Only a very drunk Filipino and a dull-eyed stevedore continued to stare. She was grateful for the shift in attention and it emboldened her.
‘Uh-huh? Well maybe you can explain to him it’s a shade up-market for me. Guess I’m not dressed smart enough.’
The man looked at her closely and this time it was with something approaching sympathy. Maybe he heard the slight break in her voice. Maybe he’d listened to her fruitless call home. Maybe neither of these. But it softened his face and the tiny glimmer of warmth in his bleary eyes relaxed a part of Esther that was gearing up for a fight.
‘Shame. Looks like you could use a drink.’
He said it softly, almost as though he were talking to himself, and since the tone lacked any kind of lascivious or suggestive undercurrent, the words being nothing more than an acutely accurate observation, Esther inexplicably felt a lump of emotion welling at the back of her throat.
For no apparent reason, she wanted to cry, and at the same time, yes, her mouth was already moistening at the realization that a beer would be just about the most welcome thing in the world right now. She gulped back her curiously unwelcome emotion.
‘They serve anything apart from paint stripper?’
The man smiled, then turned to the sullen barman and said something quietly. Reluctantly the man bent and Esther heard the unmistakable rubber thud of a concealed ice-box door being closed. A bottle of beer was placed on the wooden board, the cold glass misting in the heat.
Esther looked from the bottle to the American and back again, wrestling with the folly of continuing this uneasy relationship.
What was she afraid of? In the last three months she had travelled and slept under the stars with a band of near-silent alpaca shepherds, walked alone for weeks in the mountains, and resisted the advances of two nightmarish Australian archaeologists.

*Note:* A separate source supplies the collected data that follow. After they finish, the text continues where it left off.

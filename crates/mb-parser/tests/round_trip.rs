//! Text to graph to text to graph.
//!
//! Emitted text carries every position in its metadata, so the second parse
//! must restore the first graph without running the layout again.

use mb_core::{ArrowKind, Diagram, MessagePart, NodeKind, NodeShape};
use mb_emit::emit;
use mb_parser::{LayoutOutcome, parse};
use proptest::prelude::*;

fn reparse(diagram: &Diagram) -> mb_parser::ParseResult {
    let text = emit(diagram).expect("parsed graphs are valid");
    let reparsed = parse(&text);
    assert!(
        reparsed.warnings.is_empty(),
        "warnings {:?} for emitted text:\n{text}",
        reparsed.warnings
    );
    reparsed
}

/// Same nodes and edges by id, regardless of declaration order.
fn assert_isomorphic(left: &Diagram, right: &Diagram) {
    assert_eq!(left.dialect, right.dialect);
    assert_eq!(left.nodes.len(), right.nodes.len());
    assert_eq!(left.edges.len(), right.edges.len());
    for node in &left.nodes {
        let other = right
            .find_node(&node.id)
            .unwrap_or_else(|| panic!("node {} lost", node.id));
        assert_eq!(node, other);
    }
    for edge in &left.edges {
        let other = right
            .edges
            .iter()
            .find(|candidate| candidate.id == edge.id)
            .unwrap_or_else(|| panic!("edge {} lost", edge.id));
        assert_eq!(edge, other);
    }
}

#[test]
fn three_node_flowchart_survives_a_round_trip() {
    let parsed = parse("graph TD\n A[Start] --> B{Check}\n B -->|Yes| C[Done]");
    assert!(parsed.warnings.is_empty(), "{:?}", parsed.warnings);

    let diagram = &parsed.diagram;
    let shapes: Vec<(&str, &NodeShape, &str)> = diagram
        .nodes
        .iter()
        .map(|node| (node.id.as_str(), &node.shape, node.label.as_str()))
        .collect();
    assert_eq!(
        shapes,
        vec![
            ("A", &NodeShape::Rectangle, "Start"),
            ("B", &NodeShape::Diamond, "Check"),
            ("C", &NodeShape::Rectangle, "Done"),
        ]
    );
    assert_eq!(diagram.edges.len(), 2);
    assert_eq!(
        (diagram.edges[0].source.as_str(), diagram.edges[0].target.as_str()),
        ("A", "B")
    );
    assert_eq!(diagram.edges[0].label, None);
    assert_eq!(diagram.edges[1].label.as_deref(), Some("Yes"));

    let reparsed = reparse(diagram);
    assert_eq!(
        reparsed.layout,
        LayoutOutcome::Restored {
            saved: 3,
            parked: 0
        }
    );
    assert_eq!(&reparsed.diagram, diagram);
}

#[test]
fn grouped_child_is_laid_out_inside_its_group() {
    let parsed = parse("graph TD\nsubgraph G [Group]\n A[X]\nend\nA --> B[Y]");
    assert!(parsed.warnings.is_empty(), "{:?}", parsed.warnings);
    let diagram = &parsed.diagram;

    let group = diagram.find_node("G").expect("G");
    let a = diagram.find_node("A").expect("A");
    let b = diagram.find_node("B").expect("B");
    assert!(group.shape.is_group());
    assert_eq!(group.label, "Group");
    assert_eq!(a.parent.as_deref(), Some("G"));
    assert_eq!(b.parent, None);

    // A is stored relative to G; G's size is its laid-out box.
    let size = group.size.expect("populated groups are sized");
    assert!(a.position.x > 0.0 && a.position.y > 0.0);
    assert!(a.position.x + 150.0 < size.width);
    assert!(a.position.y + 50.0 < size.height);
    let absolute = diagram.absolute_position("A").expect("A");
    assert!(absolute.x > group.position.x && absolute.y > group.position.y);

    let reparsed = reparse(diagram);
    assert_eq!(&reparsed.diagram, diagram);
}

#[test]
fn sequence_exchange_orders_messages_and_lifelines() {
    let parsed =
        parse("sequenceDiagram\n participant A\n participant B\n A->>B: Hello\n B->>A: Hi");
    assert!(parsed.warnings.is_empty(), "{:?}", parsed.warnings);
    let diagram = &parsed.diagram;

    let participants: Vec<&str> = diagram
        .nodes
        .iter()
        .filter(|node| node.kind() != NodeKind::Anchor)
        .map(|node| node.id.as_str())
        .collect();
    assert_eq!(participants, vec!["A", "B"]);

    for order in [0, 1] {
        let parts: Vec<MessagePart> = diagram
            .edges
            .iter()
            .filter_map(|edge| edge.sequence.as_ref())
            .filter(|link| link.order == order)
            .map(|link| link.part)
            .collect();
        assert_eq!(parts, vec![MessagePart::Line, MessagePart::Label], "order {order}");
    }

    let segment_bottom = |id: &str| {
        let edge = diagram
            .edges
            .iter()
            .find(|edge| edge.id == id)
            .unwrap_or_else(|| panic!("missing {id}"));
        diagram.find_node(&edge.target).expect("target").position.y
    };
    assert!(segment_bottom("lifeline:A:1") > segment_bottom("lifeline:A:0"));

    let reparsed = reparse(diagram);
    assert_eq!(&reparsed.diagram, diagram);
}

#[test]
fn entity_diagram_keeps_attributes_and_relationships() {
    let parsed = parse(
        "erDiagram\n ORDER ||--|{ LINE-ITEM : contains\n CUSTOMER ||--o{ ORDER : places\n CUSTOMER {\n  string name\n  string id PK \"primary\"\n }",
    );
    assert!(parsed.warnings.is_empty(), "{:?}", parsed.warnings);
    let reparsed = reparse(&parsed.diagram);
    assert_isomorphic(&parsed.diagram, &reparsed.diagram);

    let places = reparsed
        .diagram
        .edges
        .iter()
        .find(|edge| edge.source == "CUSTOMER")
        .expect("places");
    assert!(matches!(&places.arrow, ArrowKind::Relationship(token) if token.as_str() == "||--o{"));
}

#[test]
fn customized_attributes_ride_the_metadata() {
    let input = "flowchart LR\nA --> B\nstyle A fill:#ff0000,stroke-width:3px\n%% edges: {\"version\":1,\"entries\":[{\"source\":\"A\",\"target\":\"B\",\"sourceHandle\":\"right\",\"style\":{\"stroke\":\"#00ff00\"}}]}";
    let parsed = parse(input);
    assert!(parsed.warnings.is_empty(), "{:?}", parsed.warnings);
    let edge = &parsed.diagram.edges[0];
    assert_eq!(edge.source_handle.as_deref(), Some("right"));
    assert_eq!(edge.style.stroke, "#00ff00");

    let reparsed = reparse(&parsed.diagram);
    assert_eq!(reparsed.diagram, parsed.diagram);
}

#[test]
fn punctuation_in_labels_survives_a_round_trip() {
    let theme = mb_core::Theme::default();
    let mut parsed = parse("flowchart TD\n A[\"x; y %% z\"] -->|\"a|b\"| B");
    assert!(parsed.warnings.is_empty(), "{:?}", parsed.warnings);
    parsed.diagram.edges[0].label = Some("a;b\n50 %% off: \"q\" (p) [s] {c}".to_string());

    let text = mb_emit::emit_with_theme(&parsed.diagram, &theme).expect("valid");
    let reparsed = parse(&text);
    assert!(reparsed.warnings.is_empty(), "{:?}\n{text}", reparsed.warnings);
    assert_eq!(reparsed.diagram, parsed.diagram);
    assert_eq!(
        reparsed.diagram.find_node("A").map(|node| node.label.as_str()),
        Some("x; y %% z")
    );
}

#[test]
fn sequence_labels_with_punctuation_survive_a_round_trip() {
    let parsed = parse(
        "sequenceDiagram\n participant A as \"Ops; 50 %% [EU]\"\n A->>B: 50 %% off; a|b: #quot;q#quot; (p)<br/>{c}\n B-->>A %% reply",
    );
    assert!(parsed.warnings.is_empty(), "{:?}", parsed.warnings);
    let diagram = &parsed.diagram;
    assert_eq!(
        diagram.find_node("A").map(|node| node.label.as_str()),
        Some("Ops; 50 %% [EU]")
    );
    let label = diagram
        .edges
        .iter()
        .find(|edge| edge.id == "message:0:label")
        .and_then(|edge| edge.label.as_deref());
    assert_eq!(label, Some("50 %% off; a|b: \"q\" (p)\n{c}"));

    let reparsed = reparse(diagram);
    assert_eq!(&reparsed.diagram, diagram);
}

#[test]
fn sequence_edge_customizations_ride_the_metadata() {
    let mut parsed = parse("sequenceDiagram\n A->>B: ping\n B-->>A: pong");
    assert!(parsed.warnings.is_empty(), "{:?}", parsed.warnings);
    let line = parsed
        .diagram
        .edges
        .iter_mut()
        .find(|edge| edge.id == "message:0:line")
        .expect("message line");
    line.style.stroke = "#ff0000".to_string();
    line.source_handle = Some("right".to_string());

    let text = emit(&parsed.diagram).expect("valid");
    assert!(text.lines().any(|line| line.starts_with("%% edges: ")), "{text}");
    let reparsed = reparse(&parsed.diagram);
    assert_eq!(reparsed.diagram, parsed.diagram);
}

#[derive(Debug, Clone)]
enum Statement {
    Define(usize, usize, String),
    Link(usize, usize, usize, Option<String>),
}

/// Labels with statement separators, brackets, pipes, quotes and line
/// breaks. Outer whitespace is excluded since labels are stored trimmed.
const LABEL: &str = r#"[a-z;%|:"()\[\]{}]([a-z ;%|:"()\[\]{}\n]{0,10}[a-z;%|:"()\[\]{}])?"#;

fn statement() -> impl Strategy<Value = Statement> {
    prop_oneof![
        (0..5usize, 0..6usize, LABEL)
            .prop_map(|(id, shape, label)| Statement::Define(id, shape, label)),
        (0..5usize, 0..5usize, 0..4usize, prop::option::of(LABEL))
            .prop_map(|(source, target, arrow, label)| Statement::Link(source, target, arrow, label)),
    ]
}

/// Source form of a label inside quotes.
fn quoted(label: &str) -> String {
    format!("\"{}\"", label.replace('"', "#quot;").replace('\n', "<br/>"))
}

fn render(statements: &[Statement]) -> String {
    const IDS: [&str; 5] = ["A", "B", "C", "D", "E"];
    const SHAPES: [(&str, &str); 6] = [
        ("", ""),
        ("[", "]"),
        ("(", ")"),
        ("((", "))"),
        ("{", "}"),
        ("[(", ")]"),
    ];
    const ARROWS: [&str; 4] = ["-->", "-.->", "==>", "---"];

    let mut text = String::from("flowchart TD\n");
    for statement in statements {
        let line = match statement {
            Statement::Define(id, shape, label) => {
                let (open, close) = SHAPES[*shape];
                if open.is_empty() {
                    IDS[*id].to_string()
                } else {
                    format!("{}{open}{}{close}", IDS[*id], quoted(label))
                }
            }
            Statement::Link(source, target, arrow, label) => match label {
                Some(label) => format!(
                    "{} {}|{}| {}",
                    IDS[*source],
                    ARROWS[*arrow],
                    quoted(label),
                    IDS[*target]
                ),
                None => format!("{} {} {}", IDS[*source], ARROWS[*arrow], IDS[*target]),
            },
        };
        text.push_str(&line);
        text.push('\n');
    }
    text
}

proptest! {
    #![proptest_config(ProptestConfig::with_cases(64))]

    #[test]
    fn prop_generated_flowcharts_round_trip(statements in prop::collection::vec(statement(), 1..12)) {
        let text = render(&statements);
        let parsed = parse(&text);
        prop_assert!(parsed.warnings.is_empty(), "{:?}", parsed.warnings);

        let emitted = emit(&parsed.diagram).expect("valid");
        let reparsed = parse(&emitted);
        prop_assert!(reparsed.warnings.is_empty(), "{:?}", reparsed.warnings);
        prop_assert_eq!(&reparsed.diagram, &parsed.diagram);
        prop_assert_eq!(emit(&reparsed.diagram).expect("valid"), emitted);
    }
}
#[derive(Debug, Clone, Copy, Serialize, Deserialize, PartialEq)]
pub struct SavedPosition {
    pub x: f64,
    pub y: f64,
    #[serde(default, skip_serializing_if = "Option::is_none")]
    pub width: Option<f64>,
    #[serde(default, skip_serializing_if = "Option::is_none")]
    pub height: Option<f64>,
}

impl SavedPosition {
    #[must_use]
    pub fn of(node: &Node) -> Self {
        Self {
            x: node.position.x,
            y: node.position.y,
            width: node.size.map(|size| size.width),
            height: node.size.map(|size| size.height),
        }
    }

    /// Both dimensions, when both were saved.
    #[must_use]
    pub fn size(&self) -> Option<Size> {
        Some(Size::new(self.width?, self.height?))
    }
}

/// Node attributes that differ from the dialect palette.
#[derive(Debug, Clone, Serialize, Deserialize, PartialEq, Default)]
#[serde(rename_all = "camelCase", default)]
pub struct StyleOverride {
    #[serde(skip_serializing_if = "Option::is_none")]
    pub fill: Option<String>,
    #[serde(skip_serializing_if = "Option::is_none")]
    pub stroke: Option<String>,
    #[serde(skip_serializing_if = "Option::is_none")]
    pub stroke_style: Option<StrokeStyle>,
    #[serde(skip_serializing_if = "Option::is_none")]
    pub stroke_width: Option<f64>,
    #[serde(skip_serializing_if = "Option::is_none")]
    pub text_color: Option<String>,
    #[serde(skip_serializing_if = "Option::is_none")]
    pub image: Option<NodeImage>,
    #[serde(skip_serializing_if = "Option::is_none")]
    pub label_background: Option<String>,
    #[serde(skip_serializing_if = "Option::is_none")]
    pub group_shape: Option<GroupShape>,
}

impl StyleOverride {
    #[must_use]
    pub fn for_node(node: &Node, palette: &DialectTheme) -> Self {
        let defaults = palette.node_style(node.kind());
        let style = &node.style;
        let mut overrides = Self {
            fill: differs(&style.fill, &defaults.fill),
            stroke: differs(&style.stroke, &defaults.stroke),
            stroke_style: differs(&style.stroke_style, &defaults.stroke_style),
            stroke_width: differs(&style.stroke_width, &defaults.stroke_width),
            text_color: differs(&style.text_color, &defaults.text_color),
            image: node.image.clone(),
            ..Self::default()
        };
        if let NodeShape::Group {
            variant,
            label_background,
        } = &node.shape
        {
            overrides.group_shape = differs(variant, &GroupShape::Rectangle);
            overrides.label_background = label_background
                .as_ref()
                .and_then(|background| differs(background, &palette.group_label_background));
        }
        overrides
    }

    #[must_use]
    pub fn is_empty(&self) -> bool {
        *self == Self::default()
    }

    pub fn apply(&self, node: &mut Node) {
        let style = &mut node.style;
        if let Some(fill) = &self.fill {
            style.fill.clone_from(fill);
        }
        if let Some(stroke) = &self.stroke {
            style.stroke.clone_from(stroke);
        }
        if let Some(stroke_style) = self.stroke_style {
            style.stroke_style = stroke_style;
        }
        if let Some(stroke_width) = self.stroke_width {
            style.stroke_width = stroke_width;
        }
        if let Some(text_color) = &self.text_color {
            style.text_color.clone_from(text_color);
        }
        if self.image.is_some() {
            node.image.clone_from(&self.image);
        }
        if let NodeShape::Group {
            variant,
            label_background,
        } = &mut node.shape
        {
            if let Some(shape) = self.group_shape {
                *variant = shape;
            }
            if self.label_background.is_some() {
                label_background.clone_from(&self.label_background);
            }
        }
    }
}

She had stood on the edge of the world, as awed and terrified by the green desert of jungle that stretched eastwards to seeming infinity as the Incas who had halted the progress of their empire at almost the same spot had been. A dipso American merchant seaman and a few ground-down working men were not going to cause her trouble, even if they wanted to, which judging by their renewed attention to the Brazilian game-show host now hooking his arm round what looked like a Vegas showgirl, was not high in their priorities.
She walked forward, touched the bottle lightly with her fingers and gave the barman a look that enquired how much she owed him.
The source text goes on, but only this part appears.